La justice a également avancé que la séquestration de CO2 ne peut s’inscrire dans une politique durable de réduction de gaz à effet de serre. Les Amis de la Terre regrettent que « seuls 5 % [des investissements] financent les énergies renouvelables. »
Le tribunal de La Haye pointe également le fait que Shell est responsable des émissions de ses clients et fournisseurs et que le groupe doit se plier immédiatement au jugement.
« Un signal envoyé à toutes les entreprises polluantes » pour le climat
Cette décision ne manquera pas de faire parler d’elle et prend des airs de jurisprudence puisqu’elle marque un tournant historique. Le directeur des Amis de la Terre Pays-Bas salue le fait que « pour la première fois, un juge reconnaît la responsabilité d’une entreprise dans la crise climatique et que cela doit cesser », et se veut optimiste pour les années futures : « Nous pouvons encore éviter le pire. »

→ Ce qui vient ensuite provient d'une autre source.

//! Failure report composition.
//!
//! A [`Report`] carries the four pieces of text a failed check produces; the
//! formatter turns them into the final message. Formatters are pluggable:
//! the default right-aligns the labels into the familiar three-line layout,
//! but a harness can supply anything that maps a `Report` to a string.

use serde::Serialize;

/// The composed pieces of one failed check.
#[derive(Debug, Clone, PartialEq, Serialize)]
pub struct Report {
    /// Rendered text of the sub-expression under test (e.g. `foo`).
    pub subject: String,
    /// Natural-language relation (e.g. `be`, `be greater than`).
    pub relation: String,
    /// Rendered expected text (e.g. `2`, `empty`).
    pub expected: String,
    /// Wording of the observed line's label, normally `was`.
    pub was: String,
    /// Formatted observed value (e.g. `1`, `3 items`).
    pub actual: String,
}

impl Report {
    /// A report with the default `was` wording.
    pub fn new(
        subject: impl Into<String>,
        relation: impl Into<String>,
        expected: impl Into<String>,
        actual: impl Into<String>,
    ) -> Self {
        Self {
            subject: subject.into(),
            relation: relation.into(),
            expected: expected.into(),
            was: "was".to_string(),
            actual: actual.into(),
        }
    }
}

/// Default three-line layout.
///
/// Labels are right-aligned to a common column so the values line up:
///
/// ```text
/// Expected: foo
///    to be: 2
///  but was: 1
/// ```
pub fn default_layout(report: &Report) -> String {
    let labels = [
        "Expected:".to_string(),
        format!("to {}:", report.relation),
        format!("but {}:", report.was),
    ];
    let values = [&report.subject, &report.expected, &report.actual];
    let width = labels.iter().map(|label| label.len()).max().unwrap_or(0);

    labels
        .iter()
        .zip(values)
        .map(|(label, value)| format!("{:>width$} {}", label, value, width = width))
        .collect::<Vec<_>>()
        .join("\n")
}

#[cfg(test)]
mod tests {
    use super::*;

    #[test]
    fn test_default_layout_alignment() {
        let report = Report::new("foo", "be", "2", "1");
        assert_eq!(
            default_layout(&report),
            "Expected: foo\n   to be: 2\n but was: 1"
        );
    }

    #[test]
    fn test_default_layout_long_relation() {
        let report = Report::new("x", "be greater than", "10", "9");
        assert_eq!(
            default_layout(&report),
            "          Expected: x\nto be greater than: 10\n           but was: 9"
        );
    }

    #[test]
    fn test_custom_was_wording() {
        let mut report = Report::new("foo", "be", "empty", "3 items");
        report.was = "had".to_string();
        let layout = default_layout(&report);
        assert!(layout.ends_with("but had: 3 items"));
    }
}
/// Equality with int/float promotion; everything else is structural.
fn values_equal(left: &Value, right: &Value) -> bool {
    match numeric_pair(left, right) {
        Some(Numbers::Ints(a, b)) => a == b,
        Some(Numbers::Floats(a, b)) => a == b,
        None => left == right,
    }
}

fn ordering(
    op: BinaryOp,
    left: &Value,
    right: &Value,
) -> Result<Value, EvalError> {
    use std::cmp::Ordering;
    let ord = match numeric_pair(left, right) {
        Some(Numbers::Ints(a, b)) => Some(a.cmp(&b)),
        Some(Numbers::Floats(a, b)) => a.partial_cmp(&b),
        None => match (left, right) {
            (Value::Str(a), Value::Str(b)) => Some(a.cmp(b)),
            (Value::DateTime(a), Value::DateTime(b)) => Some(a.cmp(b)),
            _ => None,
        },
    };
    let Some(ord) = ord else {
        return Err(EvalError::fault(format!(
            "cannot compare a {} with a {}",
            left.type_name(),
            right.type_name()
        )));
    };
    let result = match op {
        BinaryOp::GreaterThan => ord == Ordering::Greater,
        BinaryOp::GreaterThanOrEqual => ord != Ordering::Less,
        BinaryOp::LessThan => ord == Ordering::Less,
        BinaryOp::LessThanOrEqual => ord != Ordering::Greater,
        _ => {
            return Err(EvalError::fault(format!(
                "'{:?}' is not an ordering operator",
                op
            )))
        }
    };
    Ok(Value::Bool(result))
}

fn arithmetic(
    op: BinaryOp,
    left: &Value,
    right: &Value,
) -> Result<Value, EvalError> {
    // String concatenation piggybacks on Add.
    if op == BinaryOp::Add {
        if let (Value::Str(a), b) = (left, right) {
            return Ok(Value::Str(format!("{}{}", a, b.to_text())));
        }
        if let (a, Value::Str(b)) = (left, right) {
            return Ok(Value::Str(format!("{}{}", a.to_text(), b)));
        }
    }

    let Some(pair) = numeric_pair(left, right) else {
        return Err(EvalError::fault(format!(
            "cannot apply '{}' to a {} and a {}",
            crate::render::operator_symbol(op),
            left.type_name(),
            right.type_name()
        )));
    };
    match pair {
        Numbers::Ints(a, b) => {
            let result = match op {
                BinaryOp::Add => a.checked_add(b),
                BinaryOp::Subtract => a.checked_sub(b),
                BinaryOp::Multiply => a.checked_mul(b),
                BinaryOp::Divide => {
                    if b == 0 {
                        return Err(EvalError::fault("division by zero".to_string()));
                    }
                    a.checked_div(b)
                }
                BinaryOp::Modulo => {
                    if b == 0 {
                        return Err(EvalError::fault("division by zero".to_string()));
                    }
                    a.checked_rem(b)
                }
                BinaryOp::Power => u32::try_from(b).ok().and_then(|exp| a.checked_pow(exp)),
                _ => None,
            };
            result.map(Value::Int).ok_or_else(|| {
                EvalError::fault(format!(
                    "integer overflow applying '{}'",
                    crate::render::operator_symbol(op)
                ))
            })
        }
        Numbers::Floats(a, b) => {
            let result = match op {
                BinaryOp::Add => a + b,
                BinaryOp::Subtract => a - b,
                BinaryOp::Multiply => a * b,
                BinaryOp::Divide => a / b,
                BinaryOp::Modulo => a % b,
                BinaryOp::Power => a.powf(b),
                _ => {
                    return Err(EvalError::fault(format!(
                        "'{:?}' is not an arithmetic operator",
                        op
                    )))
                }
            };
            Ok(Value::Float(result))
        }
    }
}
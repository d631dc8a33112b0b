//! # attest
//!
//! Self-documenting assertion failures.
//!
//! When `assert!(foo == 42)` fails, the message tells you nothing about
//! `foo`. This crate takes the assertion as an expression tree, evaluates
//! the interesting sub-expression once, and renders the whole thing back
//! into source-like text annotated with the observed value:
//!
//! ```text
//! Expected: foo
//!    to be: 42
//!  but was: 13
//! ```
//!
//! The tree is built by the calling harness (this crate never parses source
//! text); leaves capture their bindings as closures at build time, so
//! evaluation needs no code generation.
//!
//! ## Quick Start
//!
//! ```rust,ignore
//! use attest::{capture, check, BinaryOp, Expr};
//!
//! #[test]
//! fn total_matches() {
//!     let total = 13;
//!     // panics: "Expected: total / to be: 42 / but was: 13"
//!     check(&Expr::binary(BinaryOp::Equal, capture!(total), Expr::constant(42)));
//! }
//! ```
//!
//! ## Non-panicking evaluation
//!
//! ```rust,ignore
//! use attest::Checker;
//!
//! let messages = Checker::new().failures(&tree)?;
//! for message in &messages {
//!     eprintln!("{message}");
//! }
//! ```
//!
//! ## Custom checks
//!
//! External predicates plug in as [`Invoker`]s bound to call nodes at tree
//! build time. A failing predicate supplies its own four-field report text
//! via [`CheckFailure`], and the report names the subject rather than the
//! predicate call: `foo`, not `foo.IsEmpty()`.

pub mod check;
pub mod eval;
pub mod expr;
pub mod render;
pub mod report;
pub mod value;
pub mod visitor;

// Entry points
pub use check::{check, CheckError, Checker};

// Expression tree
pub use expr::{BinaryOp, Binding, CallExpr, Expr, ExprRef, Invoker, UnaryOp};

// Evaluation
pub use eval::{evaluate, CheckFailure, EvalError};

// Rendering
pub use render::{operator_symbol, relation_keyword, render};

// Reports
pub use report::{default_layout, Report};

// Values
pub use value::{display_type_name, escape_string, format_value, unescape_string, Value};

// Tree transformation
pub use visitor::{Replace, Rewrite};
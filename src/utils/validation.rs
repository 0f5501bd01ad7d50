use crate::utils::error::{LeadError, Result};
use regex::Regex;
use std::sync::LazyLock;
use url::Url;

static EMAIL_SHAPE: LazyLock<Regex> =
    LazyLock::new(|| Regex::new(r"^[^\s@]+@[^\s@]+\.[^\s@]+$").expect("email pattern compiles"));

static ZIP_CODE: LazyLock<Regex> =
    LazyLock::new(|| Regex::new(r"^[0-9]{5}$").expect("zip pattern compiles"));

pub trait Validate {
    fn validate(&self) -> Result<()>;
}

/// `local@domain.tld`，不允許空白與多餘的 `@`
pub fn is_valid_email(value: &str) -> bool {
    EMAIL_SHAPE.is_match(value)
}

/// 剛好五位 ASCII 數字
pub fn is_valid_zip_code(value: &str) -> bool {
    ZIP_CODE.is_match(value)
}

pub fn is_blank(value: &str) -> bool {
    value.trim().is_empty()
}

pub fn validate_url(field_name: &str, url_str: &str) -> Result<()> {
    if url_str.is_empty() {
        return Err(LeadError::InvalidConfigValueError {
            field: field_name.to_string(),
            value: url_str.to_string(),
            reason: "URL cannot be empty".to_string(),
        });
    }

    match Url::parse(url_str) {
        Ok(url) => match url.scheme() {
            "http" | "https" => Ok(()),
            scheme => Err(LeadError::InvalidConfigValueError {
                field: field_name.to_string(),
                value: url_str.to_string(),
                reason: format!("Unsupported URL scheme: {}", scheme),
            }),
        },
        Err(e) => Err(LeadError::InvalidConfigValueError {
            field: field_name.to_string(),
            value: url_str.to_string(),
            reason: format!("Invalid URL format: {}", e),
        }),
    }
}

pub fn validate_path_segment(field_name: &str, path: &str) -> Result<()> {
    if !path.starts_with('/') {
        return Err(LeadError::InvalidConfigValueError {
            field: field_name.to_string(),
            value: path.to_string(),
            reason: "Path must start with '/'".to_string(),
        });
    }
    Ok(())
}

pub fn validate_required_field<'a, T>(field_name: &str, value: &'a Option<T>) -> Result<&'a T> {
    value.as_ref().ok_or_else(|| LeadError::MissingConfigError {
        field: field_name.to_string(),
    })
}

pub fn validate_non_empty_string(field_name: &str, value: &str) -> Result<()> {
    if is_blank(value) {
        return Err(LeadError::InvalidConfigValueError {
            field: field_name.to_string(),
            value: value.to_string(),
            reason: "Value cannot be empty or whitespace-only".to_string(),
        });
    }
    Ok(())
}

pub fn validate_email_setting(field_name: &str, value: &str) -> Result<()> {
    if !is_valid_email(value) {
        return Err(LeadError::InvalidConfigValueError {
            field: field_name.to_string(),
            value: value.to_string(),
            reason: "Not a valid email address".to_string(),
        });
    }
    Ok(())
}
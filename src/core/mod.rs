pub mod form_controller;
pub mod relay;

pub use crate::domain::model::{Lead, LeadField, StepOutcome, SubmissionReport};
pub use crate::domain::ports::{EmailSender, FormsStore, RelayNotifier};
pub use crate::utils::error::Result;
use crate::utils::error::Result;
use crate::utils::validation::validate_required_field;
use std::env;

pub const DEFAULT_GATEWAY_BASE_URL: &str = "https://api.ultramsg.com";

/// Server-held settings of the notification relay, read per invocation.
///
/// Every value is optional; a missing one makes the handler answer
/// "not configured" instead of failing to start.
#[derive(Debug, Clone, Default)]
pub struct RelayConfig {
    pub instance_id: Option<String>,
    pub token: Option<String>,
    pub admin_number: Option<String>,
    pub gateway_base_url: Option<String>,
}

/// The three values the gateway call needs, all known to be present.
#[derive(Debug, Clone, PartialEq, Eq)]
pub struct GatewayCredentials {
    pub instance_id: String,
    pub token: String,
    pub admin_number: String,
}

impl RelayConfig {
    pub fn from_env() -> Self {
        Self::from_lookup(|name| env::var(name).ok())
    }

    /// Blank values count as missing.
    pub fn from_lookup<F>(lookup: F) -> Self
    where
        F: Fn(&str) -> Option<String>,
    {
        let non_empty = |name: &str| lookup(name).filter(|value| !value.trim().is_empty());
        Self {
            instance_id: non_empty("ULTRAMSG_INSTANCE_ID"),
            token: non_empty("ULTRAMSG_TOKEN"),
            admin_number: non_empty("ADMIN_WHATSAPP_NUMBER"),
            gateway_base_url: non_empty("ULTRAMSG_BASE_URL"),
        }
    }

    /// Fails with the environment variable name of the first missing value.
    pub fn credentials(&self) -> Result<GatewayCredentials> {
        Ok(GatewayCredentials {
            instance_id: validate_required_field("ULTRAMSG_INSTANCE_ID", &self.instance_id)?
                .clone(),
            token: validate_required_field("ULTRAMSG_TOKEN", &self.token)?.clone(),
            admin_number: validate_required_field("ADMIN_WHATSAPP_NUMBER", &self.admin_number)?
                .clone(),
        })
    }

    pub fn gateway_base_url(&self) -> &str {
        self.gateway_base_url
            .as_deref()
            .unwrap_or(DEFAULT_GATEWAY_BASE_URL)
    }

    /// `<base>/<instance-id>/messages/chat`
    pub fn send_endpoint(&self, instance_id: &str) -> String {
        format!(
            "{}/{}/messages/chat",
            self.gateway_base_url().trim_end_matches('/'),
            instance_id
        )
    }
}
use crate::domain::model::Lead;
use crate::domain::ports::RelayNotifier;
use crate::utils::error::{LeadError, Result};
use async_trait::async_trait;
use reqwest::Client;

/// Calls the notification relay function with the lead as JSON.
#[derive(Debug, Clone)]
pub struct HttpRelayNotifier {
    client: Client,
    endpoint: String,
}

impl HttpRelayNotifier {
    pub fn new(client: Client, endpoint: impl Into<String>) -> Self {
        Self {
            client,
            endpoint: endpoint.into(),
        }
    }
}

#[async_trait]
impl RelayNotifier for HttpRelayNotifier {
    async fn notify(&self, lead: &Lead) -> Result<()> {
        tracing::debug!("Calling notification relay at {}", self.endpoint);

        let response = self.client.post(&self.endpoint).json(lead).send().await?;

        let status = response.status();
        if !status.is_success() {
            let body = response.text().await.unwrap_or_default();
            return Err(LeadError::UpstreamError {
                service: "notification relay".to_string(),
                status: status.as_u16(),
                body,
            });
        }

        Ok(())
    }
}
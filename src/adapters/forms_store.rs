use crate::domain::model::FormSubmission;
use crate::domain::ports::FormsStore;
use crate::utils::error::{LeadError, Result};
use async_trait::async_trait;
use reqwest::header::CONTENT_TYPE;
use reqwest::Client;

/// Posts URL-encoded submissions to the site root, where the hosting platform
/// captures them by `form-name`.
#[derive(Debug, Clone)]
pub struct HttpFormsStore {
    client: Client,
    endpoint: String,
}

impl HttpFormsStore {
    pub fn new(client: Client, endpoint: impl Into<String>) -> Self {
        Self {
            client,
            endpoint: endpoint.into(),
        }
    }

    pub fn encode(submission: &FormSubmission) -> String {
        url::form_urlencoded::Serializer::new(String::new())
            .extend_pairs(submission.pairs())
            .finish()
    }
}

#[async_trait]
impl FormsStore for HttpFormsStore {
    async fn record(&self, submission: &FormSubmission) -> Result<()> {
        tracing::debug!("Posting form '{}' to {}", submission.form_name, self.endpoint);

        let response = self
            .client
            .post(&self.endpoint)
            .header(CONTENT_TYPE, "application/x-www-form-urlencoded")
            .body(Self::encode(submission))
            .send()
            .await?;

        let status = response.status();
        if !status.is_success() {
            let body = response.text().await.unwrap_or_default();
            return Err(LeadError::UpstreamError {
                service: "forms store".to_string(),
                status: status.as_u16(),
                body,
            });
        }

        Ok(())
    }
}

#[cfg(test)]
mod tests {
    use super::*;
    use crate::domain::model::Lead;
    use httpmock::prelude::*;

    fn submission() -> FormSubmission {
        FormSubmission {
            form_name: "contact-form".to_string(),
            submitted_at: "3/14/2026, 9:26:53 AM".to_string(),
            lead: Lead {
                first_name: "Jane".to_string(),
                last_name: "Doe".to_string(),
                phone_number: "5551234567".to_string(),
                email_address: "jane@example.com".to_string(),
                zip_code: "90210".to_string(),
                case_type: "Car Accident".to_string(),
                description: "Rear-ended at a light & hurt.".to_string(),
            },
        }
    }

    #[test]
    fn test_encode_escapes_values() {
        let encoded = HttpFormsStore::encode(&submission());

        assert!(encoded.starts_with("form-name=contact-form&submission-date=3%2F14%2F2026"));
        assert!(encoded.contains("emailAddress=jane%40example.com"));
        assert!(encoded.contains("caseType=Car+Accident"));
        assert!(encoded.contains("%26+hurt."));
    }

    #[tokio::test]
    async fn test_record_posts_urlencoded_body() {
        let server = MockServer::start();
        let form_mock = server.mock(|when, then| {
            when.method(POST)
                .path("/")
                .x_www_form_urlencoded_tuple("form-name", "contact-form")
                .x_www_form_urlencoded_tuple("zipCode", "90210");
            then.status(200);
        });

        let store = HttpFormsStore::new(Client::new(), server.url("/"));
        store.record(&submission()).await.unwrap();

        form_mock.assert();
    }

    #[tokio::test]
    async fn test_record_rejects_non_success_status() {
        let server = MockServer::start();
        let form_mock = server.mock(|when, then| {
            when.method(POST).path("/");
            then.status(404).body("Not Found");
        });

        let store = HttpFormsStore::new(Client::new(), server.url("/"));
        let err = store.record(&submission()).await.unwrap_err();

        form_mock.assert();
        match err {
            LeadError::UpstreamError { status, body, .. } => {
                assert_eq!(status, 404);
                assert_eq!(body, "Not Found");
            }
            other => panic!("unexpected error: {:?}", other),
        }
    }
}
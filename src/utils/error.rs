use thiserror::Error;

#[derive(Error, Debug)]
pub enum LeadError {
    #[error("HTTP request failed: {0}")]
    HttpError(#[from] reqwest::Error),

    #[error("IO error: {0}")]
    IoError(#[from] std::io::Error),

    #[error("Serialization error: {0}")]
    SerializationError(#[from] serde_json::Error),

    #[error("Configuration error: {message}")]
    ConfigError { message: String },

    #[error("Missing configuration: {field}")]
    MissingConfigError { field: String },

    #[error("Invalid configuration value for {field} ('{value}'): {reason}")]
    InvalidConfigValueError {
        field: String,
        value: String,
        reason: String,
    },

    #[error("Configuration validation failed for {field}: {message}")]
    ConfigValidationError { field: String, message: String },

    #[error("{message}")]
    ValidationError { message: String },

    #[error("{service} responded with status {status}: {body}")]
    UpstreamError {
        service: String,
        status: u16,
        body: String,
    },
}

#[derive(Debug, Clone, Copy, PartialEq, Eq)]
pub enum ErrorCategory {
    Network,
    Configuration,
    Input,
    Upstream,
    System,
}

#[derive(Debug, Clone, Copy, PartialEq, Eq, PartialOrd, Ord)]
pub enum ErrorSeverity {
    Low,
    Medium,
    High,
    Critical,
}

impl LeadError {
    pub fn validation(message: impl Into<String>) -> Self {
        LeadError::ValidationError {
            message: message.into(),
        }
    }

    pub fn category(&self) -> ErrorCategory {
        match self {
            LeadError::HttpError(_) => ErrorCategory::Network,
            LeadError::ConfigError { .. }
            | LeadError::MissingConfigError { .. }
            | LeadError::InvalidConfigValueError { .. }
            | LeadError::ConfigValidationError { .. } => ErrorCategory::Configuration,
            LeadError::ValidationError { .. } => ErrorCategory::Input,
            LeadError::UpstreamError { .. } => ErrorCategory::Upstream,
            LeadError::IoError(_) | LeadError::SerializationError(_) => ErrorCategory::System,
        }
    }

    pub fn severity(&self) -> ErrorSeverity {
        match self.category() {
            ErrorCategory::Input => ErrorSeverity::Low,
            ErrorCategory::Network | ErrorCategory::Upstream => ErrorSeverity::Medium,
            ErrorCategory::Configuration => ErrorSeverity::High,
            ErrorCategory::System => ErrorSeverity::Critical,
        }
    }

    pub fn recovery_suggestion(&self) -> &'static str {
        match self.category() {
            ErrorCategory::Network => "Check network connectivity and the service URLs, then retry",
            ErrorCategory::Configuration => {
                "Review lead-intake.toml and the environment variables it references"
            }
            ErrorCategory::Input => "Correct the highlighted field and submit again",
            ErrorCategory::Upstream => "The remote service rejected the request; check its credentials",
            ErrorCategory::System => "Check file permissions and available disk space",
        }
    }

    pub fn user_friendly_message(&self) -> String {
        match self {
            // 驗證訊息本身就是給使用者看的
            LeadError::ValidationError { message } => message.clone(),
            LeadError::MissingConfigError { field } => {
                format!("Required setting '{}' is not configured", field)
            }
            LeadError::InvalidConfigValueError { field, reason, .. } => {
                format!("Setting '{}' is invalid: {}", field, reason)
            }
            LeadError::ConfigValidationError { field, message } => {
                format!("Setting '{}' could not be loaded: {}", field, message)
            }
            LeadError::ConfigError { message } => message.clone(),
            LeadError::HttpError(_) | LeadError::UpstreamError { .. } => {
                "A remote service could not be reached".to_string()
            }
            LeadError::IoError(e) => format!("File access failed: {}", e),
            LeadError::SerializationError(e) => format!("Data could not be encoded: {}", e),
        }
    }
}

pub type Result<T> = std::result::Result<T, LeadError>;
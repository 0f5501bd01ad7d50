use crate::config::RelayConfig;
use crate::domain::model::{Lead, LeadField};
use crate::utils::error::Result;
use chrono::{Local, NaiveDateTime};
use reqwest::Client;
use serde::{Deserialize, Serialize};
use serde_json::{json, Value};
use std::collections::BTreeMap;

const DIVIDER: &str = "━━━━━━━━━━━━━━━━━━━━━━━━━━";

/// Function-platform invocation event (only the parts the relay reads).
#[derive(Debug, Clone, Deserialize)]
#[serde(rename_all = "camelCase")]
pub struct FunctionEvent {
    pub http_method: String,
    #[serde(default)]
    pub body: Option<String>,
}

/// Function-platform response: status code, headers, string body.
#[derive(Debug, Clone, PartialEq, Serialize)]
#[serde(rename_all = "camelCase")]
pub struct RelayResponse {
    pub status_code: u16,
    pub headers: BTreeMap<String, String>,
    pub body: String,
}

impl RelayResponse {
    fn json(status_code: u16, value: Value) -> Self {
        let mut headers = BTreeMap::new();
        headers.insert("Content-Type".to_string(), "application/json".to_string());
        Self {
            status_code,
            headers,
            body: value.to_string(),
        }
    }

    pub fn method_not_allowed() -> Self {
        let mut headers = BTreeMap::new();
        headers.insert("Allow".to_string(), "POST".to_string());
        headers.insert("Content-Type".to_string(), "text/plain".to_string());
        Self {
            status_code: 405,
            headers,
            body: "Method Not Allowed".to_string(),
        }
    }

    pub fn not_configured() -> Self {
        Self::json(500, json!({ "error": "WhatsApp service not configured" }))
    }

    pub fn failed(details: impl Into<String>) -> Self {
        Self::json(
            500,
            json!({ "error": "Failed to send WhatsApp", "details": details.into() }),
        )
    }

    pub fn sent(result: Value) -> Self {
        Self::json(
            200,
            json!({
                "success": true,
                "message": "WhatsApp sent successfully",
                "result": result,
            }),
        )
    }

    pub fn json_body(&self) -> Option<Value> {
        serde_json::from_str(&self.body).ok()
    }
}

#[derive(Debug, Serialize)]
struct GatewayRequest<'a> {
    token: &'a str,
    to: &'a str,
    body: &'a str,
}

/// Reads lead fields out of any JSON value; missing fields render empty and
/// non-string values render as JSON text.
pub fn lead_from_json(value: &Value) -> Lead {
    let mut lead = Lead::default();
    for field in LeadField::ALL {
        let text = match value.get(field.wire_name()) {
            None | Some(Value::Null) => String::new(),
            Some(Value::String(s)) => s.clone(),
            Some(other) => other.to_string(),
        };
        lead.set(field, text);
    }
    lead
}

/// `03/14/2026, 09:26 AM`
pub fn format_message_date(at: NaiveDateTime) -> String {
    at.format("%m/%d/%Y, %I:%M %p").to_string()
}

pub fn render_message(lead: &Lead, at: NaiveDateTime) -> String {
    format!(
        "🔔 *NEW LEAD FROM LANDING PAGE*\n\n\
         {divider}\n\n\
         👤 *Name:*\n{name}\n\n\
         📱 *Phone:*\n{phone}\n\n\
         📧 *Email:*\n{email}\n\n\
         📍 *Zip Code:*\n{zip}\n\n\
         ⚖️ *Case Type:*\n{case_type}\n\n\
         📝 *Description:*\n{description}\n\n\
         {divider}\n\
         📅 *Date:* {date}",
        divider = DIVIDER,
        name = lead.full_name(),
        phone = lead.phone_number,
        email = lead.email_address,
        zip = lead.zip_code,
        case_type = lead.case_type,
        description = lead.description,
        date = format_message_date(at),
    )
}

/// Stateless handler that forwards a lead to the messaging gateway with
/// server-held credentials.
#[derive(Debug, Clone)]
pub struct NotificationRelay {
    client: Client,
    config: RelayConfig,
}

impl NotificationRelay {
    pub fn new(client: Client, config: RelayConfig) -> Self {
        Self { client, config }
    }

    pub async fn handle_event(&self, event: &FunctionEvent) -> RelayResponse {
        self.handle(&event.http_method, event.body.as_deref()).await
    }

    pub async fn handle(&self, method: &str, body: Option<&str>) -> RelayResponse {
        if method != "POST" {
            tracing::warn!("Rejected {} request to notification relay", method);
            return RelayResponse::method_not_allowed();
        }

        match self.forward(body.unwrap_or_default()).await {
            Ok(response) => response,
            Err(e) => {
                tracing::error!(
                    "❌ Notification relay failed: {} (Category: {:?})",
                    e,
                    e.category()
                );
                RelayResponse::failed(e.to_string())
            }
        }
    }

    async fn forward(&self, body: &str) -> Result<RelayResponse> {
        let payload: Value = serde_json::from_str(body)?;

        let credentials = match self.config.credentials() {
            Ok(credentials) => credentials,
            Err(e) => {
                tracing::error!("Messaging gateway is not configured: {}", e);
                return Ok(RelayResponse::not_configured());
            }
        };

        let lead = lead_from_json(&payload);
        let message = render_message(&lead, Local::now().naive_local());
        let endpoint = self.config.send_endpoint(&credentials.instance_id);

        tracing::debug!("Forwarding lead to messaging gateway at {}", endpoint);

        let response = self
            .client
            .post(&endpoint)
            .json(&GatewayRequest {
                token: &credentials.token,
                to: &credentials.admin_number,
                body: &message,
            })
            .send()
            .await?;

        let status = response.status();
        let text = response.text().await?;
        // 閘道回應原樣轉交；非 JSON 時以字串包裝
        let result = serde_json::from_str::<Value>(&text).unwrap_or(Value::String(text));

        if !status.is_success() {
            tracing::error!("❌ Messaging gateway responded with status {}: {}", status, result);
            return Ok(RelayResponse::failed(format!("Gateway error: {}", result)));
        }

        tracing::info!("✅ WhatsApp notification sent: {}", result);
        Ok(RelayResponse::sent(result))
    }
}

Il ajoute en outre que « partout dans le monde, c’est un signal envoyé à toutes les entreprises polluantes, elles ne peuvent plus attendre, elles doivent appliquer l’accord de Paris. Shell est le premier, mais pas le dernier. »
Les Amis de la Terre Europe (Friends of the Earth Europe) a fait part de son enthousiasme à la suite de cette décision et évoque une « énorme victoire pour la justice climatique » et rappelle qu’une partie du pays est déjà en proie au changement climatique et à la montée des eaux.
Tears. of. joy. ?WE WON! ?
The Dutch court just ruled Shell must cut its CO2 emissions by 45% by 2030 (relative to 2019 levels).
The climate fight is enormous but we know we can win this thing, beat fossil fuel companies and build a better world. ❤️#StopShell pic.twitter.com/MCGHyfI9Gf
— Friends of the Earth Europe? #BlackLivesMatter (@foeeurope) May 26, 2021
Une décision « décevante » pour Shell
De son côté, Shell a pris acte de la décision qu’il qualifie de « décevante » et évoque une décision politique. Pour autant, le groupe a fait savoir qu’il avait bien pris des mesures s’inscrivant dans la transition énergétique avant d’indiquer qu’il fera appel.
Il y a quelques mois le groupe pétrolier annonçait dans un communiqué qu’il allait investir près de 3 milliards de dollars par an au profit de l’hydrogène et « offrir [aux] clients les produits et services qu’ils veulent et dont ils ont besoin, des produits ayant le plus faible impact environnemental », dixit Ben van Beurden, président-directeur général de Shell.